**TASK OBJECTIVE:** In these entries, tally the lines where "tracing" occurs. Respond with only the count.

Stored data:
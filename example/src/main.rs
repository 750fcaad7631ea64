//! A small thermostat-style application built on hubrt.
//!
//! A persistent data item holds the target temperature, a simulated sensor
//! drifts toward it once per second, and an accumulator counts how often
//! the heating was switched. Publish `$SYS/save` to snapshot the state or
//! `$SYS/exit` (or press Ctrl-C) to shut down.

use anyhow::Result;
use hubrt::prelude::*;
use std::path::Path;
use std::time::Duration;

struct ThermostatModule;

impl Module for ThermostatModule {
    fn on_initialize(&mut self, app: &Application) -> Result<()> {
        let target =
            app.add_data_item("data", "thermostat.target", LocalDataItem::<f64>::persistent())?;
        let current =
            app.add_data_item("data", "thermostat.current", LocalDataItem::<f64>::ephemeral())?;
        app.add_data_item("data", "thermostat.display", AliasDataItem::new(&current))?;

        // simulated sensor: drift toward the target, one step per second
        let sensor_target = target.clone();
        let sensor_current = current.clone();
        app.invoke_at_fixed_rate(
            move |_| {
                let goal = sensor_target.value().unwrap_or(21.0);
                let now = sensor_current.value().unwrap_or(15.0);
                let step = (goal - now).clamp(-0.5, 0.5);
                if step.abs() > f64::EPSILON {
                    let _ = sensor_current.request_change(now + step);
                }
            },
            Duration::from_secs(1),
            Duration::from_secs(1),
        );

        app.subscribe("data/#", |message: &Message| {
            tracing::info!("changed: {}", message.topic());
        })?;

        // seed the target on first run, after any saved state was restored
        let seed = target.clone();
        app.invoke_later(
            move |_| {
                if seed.value().is_none() {
                    let _ = seed.request_change(21.5);
                }
            },
            Duration::ZERO,
        );
        Ok(())
    }
}

fn main() -> Result<()> {
    let _log_guard = LoggerConfig::from_env().init()?;

    let config_path = Path::new("app.toml");
    let config = if config_path.exists() {
        AppConfig::load(config_path)?
    } else {
        AppConfig::default()
    };

    let app = Application::with_config(config);
    app.add_data_gateway(DATA_GATEWAY)?;
    app.add_gateway(LOCAL_GATEWAY, EchoGateway::new())?;
    app.set_persistent_storage(JsonFileStorage::new("thermostat-state.json"))?;
    app.add_module(ThermostatModule)?;
    app.add_shutdown_hook(|_| tracing::info!("thermostat shutting down"));

    app.launch()?;
    tracing::info!("thermostat running, press Ctrl-C to exit");
    app.join()?;
    Ok(())
}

**YOUR SOLUTION:** 3